> [Requirement]
Stop after the line that contains "use thiserror::Error;"; until then, restate each line of the entries word for word from the very first.

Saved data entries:
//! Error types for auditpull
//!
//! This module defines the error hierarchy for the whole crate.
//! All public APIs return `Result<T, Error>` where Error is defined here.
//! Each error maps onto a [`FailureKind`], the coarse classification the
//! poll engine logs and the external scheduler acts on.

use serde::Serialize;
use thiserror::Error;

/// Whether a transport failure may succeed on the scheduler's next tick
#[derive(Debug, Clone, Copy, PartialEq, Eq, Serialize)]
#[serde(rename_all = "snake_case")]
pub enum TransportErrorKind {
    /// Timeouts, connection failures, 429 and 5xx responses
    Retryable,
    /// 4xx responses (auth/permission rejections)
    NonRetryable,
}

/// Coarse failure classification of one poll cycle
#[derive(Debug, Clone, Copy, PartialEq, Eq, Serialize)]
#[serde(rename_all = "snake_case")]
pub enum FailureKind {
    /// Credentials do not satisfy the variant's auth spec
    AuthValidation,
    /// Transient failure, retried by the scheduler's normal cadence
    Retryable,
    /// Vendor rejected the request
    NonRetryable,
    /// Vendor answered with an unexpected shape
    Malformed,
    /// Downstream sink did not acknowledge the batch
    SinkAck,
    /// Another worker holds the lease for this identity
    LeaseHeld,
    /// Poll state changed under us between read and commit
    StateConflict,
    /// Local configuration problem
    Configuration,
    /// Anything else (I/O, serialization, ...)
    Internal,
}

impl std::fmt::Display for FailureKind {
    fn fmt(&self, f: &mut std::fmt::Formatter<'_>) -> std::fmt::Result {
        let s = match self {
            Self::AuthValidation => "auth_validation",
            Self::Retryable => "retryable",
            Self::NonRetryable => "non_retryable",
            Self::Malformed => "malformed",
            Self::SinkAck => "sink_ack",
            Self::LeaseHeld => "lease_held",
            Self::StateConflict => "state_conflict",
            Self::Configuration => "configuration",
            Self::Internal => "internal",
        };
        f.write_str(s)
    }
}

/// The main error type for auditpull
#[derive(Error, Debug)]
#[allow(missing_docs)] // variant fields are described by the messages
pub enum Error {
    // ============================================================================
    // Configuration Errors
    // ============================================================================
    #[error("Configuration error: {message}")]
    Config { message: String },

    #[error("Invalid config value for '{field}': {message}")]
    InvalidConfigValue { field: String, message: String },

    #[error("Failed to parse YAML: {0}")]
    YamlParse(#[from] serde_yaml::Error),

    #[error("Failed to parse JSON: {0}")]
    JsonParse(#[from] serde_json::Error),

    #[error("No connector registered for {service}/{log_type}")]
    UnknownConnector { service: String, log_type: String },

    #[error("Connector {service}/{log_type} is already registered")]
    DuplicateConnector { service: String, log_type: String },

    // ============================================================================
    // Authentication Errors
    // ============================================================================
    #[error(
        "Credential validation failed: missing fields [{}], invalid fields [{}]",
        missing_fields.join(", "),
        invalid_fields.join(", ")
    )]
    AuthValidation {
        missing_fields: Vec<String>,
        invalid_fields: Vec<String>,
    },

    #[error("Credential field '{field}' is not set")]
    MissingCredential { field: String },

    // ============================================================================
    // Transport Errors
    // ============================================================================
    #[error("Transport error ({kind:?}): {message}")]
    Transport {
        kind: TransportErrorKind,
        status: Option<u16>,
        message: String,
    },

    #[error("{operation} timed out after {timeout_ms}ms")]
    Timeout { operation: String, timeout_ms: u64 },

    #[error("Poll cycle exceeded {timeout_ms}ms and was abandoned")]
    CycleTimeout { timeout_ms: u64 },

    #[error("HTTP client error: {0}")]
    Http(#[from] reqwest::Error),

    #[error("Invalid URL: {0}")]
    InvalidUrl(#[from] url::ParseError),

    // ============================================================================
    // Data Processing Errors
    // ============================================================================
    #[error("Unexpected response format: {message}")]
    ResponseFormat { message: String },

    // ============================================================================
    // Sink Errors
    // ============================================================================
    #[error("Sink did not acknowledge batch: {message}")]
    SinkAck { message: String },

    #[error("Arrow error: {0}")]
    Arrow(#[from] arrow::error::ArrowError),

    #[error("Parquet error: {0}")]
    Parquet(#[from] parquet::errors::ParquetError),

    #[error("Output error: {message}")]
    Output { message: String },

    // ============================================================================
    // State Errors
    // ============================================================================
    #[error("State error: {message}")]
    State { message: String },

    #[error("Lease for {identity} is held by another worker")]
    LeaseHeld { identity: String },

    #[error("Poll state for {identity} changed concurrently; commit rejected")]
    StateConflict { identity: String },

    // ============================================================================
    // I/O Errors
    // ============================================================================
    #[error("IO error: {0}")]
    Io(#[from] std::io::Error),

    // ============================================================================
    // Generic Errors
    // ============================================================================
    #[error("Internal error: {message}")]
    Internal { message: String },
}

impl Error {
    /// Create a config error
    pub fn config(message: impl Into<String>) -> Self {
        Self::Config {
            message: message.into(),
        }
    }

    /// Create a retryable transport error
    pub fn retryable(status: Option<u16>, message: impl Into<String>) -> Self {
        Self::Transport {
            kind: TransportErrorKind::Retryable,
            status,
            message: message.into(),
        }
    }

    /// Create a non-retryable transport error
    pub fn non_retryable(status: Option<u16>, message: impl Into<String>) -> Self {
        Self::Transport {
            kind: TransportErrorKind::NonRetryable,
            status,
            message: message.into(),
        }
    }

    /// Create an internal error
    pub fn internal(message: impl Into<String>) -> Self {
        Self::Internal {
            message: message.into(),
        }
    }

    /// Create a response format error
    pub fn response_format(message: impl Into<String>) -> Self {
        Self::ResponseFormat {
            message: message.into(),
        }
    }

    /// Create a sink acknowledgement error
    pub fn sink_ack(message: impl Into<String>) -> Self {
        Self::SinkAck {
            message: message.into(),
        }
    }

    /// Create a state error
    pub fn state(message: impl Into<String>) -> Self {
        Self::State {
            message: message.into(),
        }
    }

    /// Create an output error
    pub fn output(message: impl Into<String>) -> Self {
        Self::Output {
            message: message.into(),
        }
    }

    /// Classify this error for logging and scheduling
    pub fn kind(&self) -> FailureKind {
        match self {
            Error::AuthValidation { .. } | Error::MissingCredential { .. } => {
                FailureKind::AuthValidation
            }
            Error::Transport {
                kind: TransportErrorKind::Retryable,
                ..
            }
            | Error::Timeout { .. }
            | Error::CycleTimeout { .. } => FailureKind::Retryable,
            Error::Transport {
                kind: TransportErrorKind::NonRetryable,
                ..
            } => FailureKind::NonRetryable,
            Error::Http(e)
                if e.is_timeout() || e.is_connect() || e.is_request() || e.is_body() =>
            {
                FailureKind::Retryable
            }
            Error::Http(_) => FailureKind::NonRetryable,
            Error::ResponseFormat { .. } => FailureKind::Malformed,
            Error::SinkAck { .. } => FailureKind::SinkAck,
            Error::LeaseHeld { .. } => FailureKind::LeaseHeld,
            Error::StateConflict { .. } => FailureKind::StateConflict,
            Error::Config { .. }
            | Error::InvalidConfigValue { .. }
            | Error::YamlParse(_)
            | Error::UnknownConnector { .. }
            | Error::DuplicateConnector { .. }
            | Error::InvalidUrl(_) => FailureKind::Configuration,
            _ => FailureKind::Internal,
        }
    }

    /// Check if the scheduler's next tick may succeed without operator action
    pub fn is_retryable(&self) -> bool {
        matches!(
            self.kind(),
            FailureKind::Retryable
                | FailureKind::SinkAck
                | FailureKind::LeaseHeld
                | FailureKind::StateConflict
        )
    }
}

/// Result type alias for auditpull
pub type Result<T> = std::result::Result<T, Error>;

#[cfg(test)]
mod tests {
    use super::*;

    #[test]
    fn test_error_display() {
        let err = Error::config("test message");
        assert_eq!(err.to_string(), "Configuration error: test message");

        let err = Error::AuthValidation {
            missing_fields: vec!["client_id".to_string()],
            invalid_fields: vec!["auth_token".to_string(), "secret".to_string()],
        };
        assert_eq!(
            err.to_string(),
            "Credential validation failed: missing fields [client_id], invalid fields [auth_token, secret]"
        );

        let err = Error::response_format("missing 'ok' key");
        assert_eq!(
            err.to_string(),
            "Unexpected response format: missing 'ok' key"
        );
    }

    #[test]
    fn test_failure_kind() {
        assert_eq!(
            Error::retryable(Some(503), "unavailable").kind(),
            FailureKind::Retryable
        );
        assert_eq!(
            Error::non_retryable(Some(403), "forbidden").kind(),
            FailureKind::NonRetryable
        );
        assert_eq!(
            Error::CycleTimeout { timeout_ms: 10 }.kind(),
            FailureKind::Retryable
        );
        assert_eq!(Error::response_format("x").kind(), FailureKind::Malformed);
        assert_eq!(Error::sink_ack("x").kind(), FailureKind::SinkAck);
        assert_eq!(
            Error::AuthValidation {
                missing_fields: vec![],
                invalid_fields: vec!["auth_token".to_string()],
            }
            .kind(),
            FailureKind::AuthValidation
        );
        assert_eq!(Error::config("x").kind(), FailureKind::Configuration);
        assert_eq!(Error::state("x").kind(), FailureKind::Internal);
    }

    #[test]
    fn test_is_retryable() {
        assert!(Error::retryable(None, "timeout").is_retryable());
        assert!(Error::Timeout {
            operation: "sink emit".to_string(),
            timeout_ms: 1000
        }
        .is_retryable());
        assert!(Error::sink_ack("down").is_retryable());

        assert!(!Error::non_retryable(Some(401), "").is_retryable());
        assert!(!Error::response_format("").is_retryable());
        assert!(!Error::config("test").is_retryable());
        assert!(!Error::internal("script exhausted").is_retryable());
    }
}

> [Answer space]
//! Error types for auditpull
//!
//! This module defines the error hierarchy for the whole crate.
//! All public APIs return `Result<T, Error>` where Error is defined here.
//! Each error maps onto a [`FailureKind`], the coarse classification the
//! poll engine logs and the external scheduler acts on.

use serde::Serialize;
use thiserror::Error;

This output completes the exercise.